Patient safety events are underreported by physicians. Baseline data demonstrated that physicians submitted 3% of event reports at Our Lady of the Lake Children’s Hospital. Our aim was to increase the proportion of safety reports filed by residents and faculty to 6% of all reports within a 9-month period.

METHODS:

We used the Model for Improvement and serial Plan, Do, Study, Act cycles to test interventions we hypothesized would improve physician recognition and reporting of patient safety events. We tracked the percentage of Our Lady of the Lake Children’s Hospital event reports entered by residents or faculty over time as the primary outcome measure. Changes to teaching team processes included “patient safety rounds” prompted by text messages, an inpatient “superintendent” rotation with core patient safety responsibilities, and a “just-in-time” faculty development program called “QI on the Fly.”

RESULTS:

Physician-reported events increased to a monthly average of 24% of all events reported, an improvement that has been sustained over 17 months.
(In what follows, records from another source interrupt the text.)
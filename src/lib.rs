mod cli;
mod config;
mod locale;
mod models;
mod render;
pub mod scraping;
mod sorting;
mod template;
mod utils;

use std::io::IsTerminal;
use std::process::ExitCode;

use chrono::NaiveDate;
use clap::Parser;
use thiserror::Error;
use tracing::{error, info};
use tracing_subscriber::EnvFilter;

use cli::Cli;
use config::{AppConfig, ConfigError, SourceConfig};
use locale::DateLocale;
use render::Layout;
use scraping::http::HttpTransport;
use scraping::{RunMode, ScrapeContext};
use template::TemplateError;

/// Problems with the invocation itself; all are caught before any request.
#[derive(Debug, Error)]
enum SetupError {
    #[error("--date は YYYY-MM-DD 形式で指定してください (got {0:?})")]
    InvalidDate(String),
    #[error(transparent)]
    Config(#[from] ConfigError),
    #[error(transparent)]
    Template(#[from] TemplateError),
}

struct Setup {
    date: NaiveDate,
    config: AppConfig,
    template: String,
}

struct Digest {
    html: String,
    sites: usize,
    events: usize,
}

fn init_tracing() {
    let filter = EnvFilter::try_from_default_env().unwrap_or_else(|_| EnvFilter::new("info"));
    tracing_subscriber::fmt()
        .with_env_filter(filter)
        .with_target(false)
        .with_ansi(std::io::stderr().is_terminal())
        .with_writer(std::io::stderr)
        .init();
}

fn parse_target_date(arg: Option<&str>, locale: &DateLocale) -> Result<NaiveDate, SetupError> {
    match arg {
        Some(raw) => NaiveDate::parse_from_str(raw.trim(), "%Y-%m-%d")
            .map_err(|_| SetupError::InvalidDate(raw.to_string())),
        None => Ok(locale.today()),
    }
}

fn prepare(args: &Cli, locale: &DateLocale) -> Result<Setup, SetupError> {
    let date = parse_target_date(args.date.as_deref(), locale)?;
    let mut config = config::load_config(&args.config)?;
    let template = template::load_template(&args.template)?;

    if args.allow_insecure_tls {
        config.http.allow_insecure_tls = true;
    }
    if let Some(secs) = args.timeout_secs {
        config.http.timeout_secs = secs;
    }
    Ok(Setup {
        date,
        config,
        template,
    })
}

fn build_digest(
    ctx: &ScrapeContext<'_>,
    sources: &[SourceConfig],
    date: NaiveDate,
    layout: Layout,
    mode: RunMode,
    template: &str,
) -> Result<Digest, TemplateError> {
    let results = scraping::run_all(ctx, sources, date, mode);
    let sites = sorting::order_sites(results);
    let fragment = render::render_fragment(layout, date, &sites, ctx.locale);
    let html = template::compose(template, &fragment, date)?;
    Ok(Digest {
        html,
        sites: sites.len(),
        events: sites.iter().map(|site| site.events.len()).sum(),
    })
}

pub fn run() -> ExitCode {
    init_tracing();
    let args = Cli::parse();

    if args.list_sources {
        for source_type in scraping::list_source_types() {
            println!("{source_type}");
        }
        return ExitCode::SUCCESS;
    }

    let locale = DateLocale::default();
    let setup = match prepare(&args, &locale) {
        Ok(setup) => setup,
        Err(err) => {
            error!(error = %err, "cannot start");
            return ExitCode::from(2);
        }
    };

    let transport = match HttpTransport::new(setup.config.http.clone()) {
        Ok(transport) => transport,
        Err(err) => {
            error!(error = %format!("{err:#}"), "failed to build HTTP client");
            return ExitCode::FAILURE;
        }
    };
    let ctx = ScrapeContext {
        fetcher: &transport,
        locale: &locale,
    };
    let sources = setup.config.enabled_sources();
    let mode = if args.parallel {
        RunMode::Parallel
    } else {
        RunMode::Sequential
    };
    info!(date = %setup.date, sources = sources.len(), ?mode, layout = ?args.layout, "building digest");

    let digest = match build_digest(&ctx, &sources, setup.date, args.layout, mode, &setup.template) {
        Ok(digest) => digest,
        Err(err) => {
            error!(error = %err, "template rejected");
            return ExitCode::from(2);
        }
    };

    if let Err(err) = utils::write_output(&args.output, &digest.html) {
        error!(path = %args.output.display(), error = %err, "failed to write digest");
        return ExitCode::FAILURE;
    }
    info!(
        output = %args.output.display(),
        sites = digest.sites,
        events = digest.events,
        "generated digest"
    );
    ExitCode::SUCCESS
}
Resident reporting accounted for most of the increase in physician reports. Increased physician reporting was temporally associated with implementation of the “superintendent” rotation. The total number of events reported increased as a result of increased physician reporting.

CONCLUSIONS:

Incorporating patient safety responsibilities into a teaching team’s workflow can increase physician safety event reporting. We plan additional Plan, Do, Study, Act cycles to spread this approach to other clinical settings and investigate the impact increased reporting might have on patient care.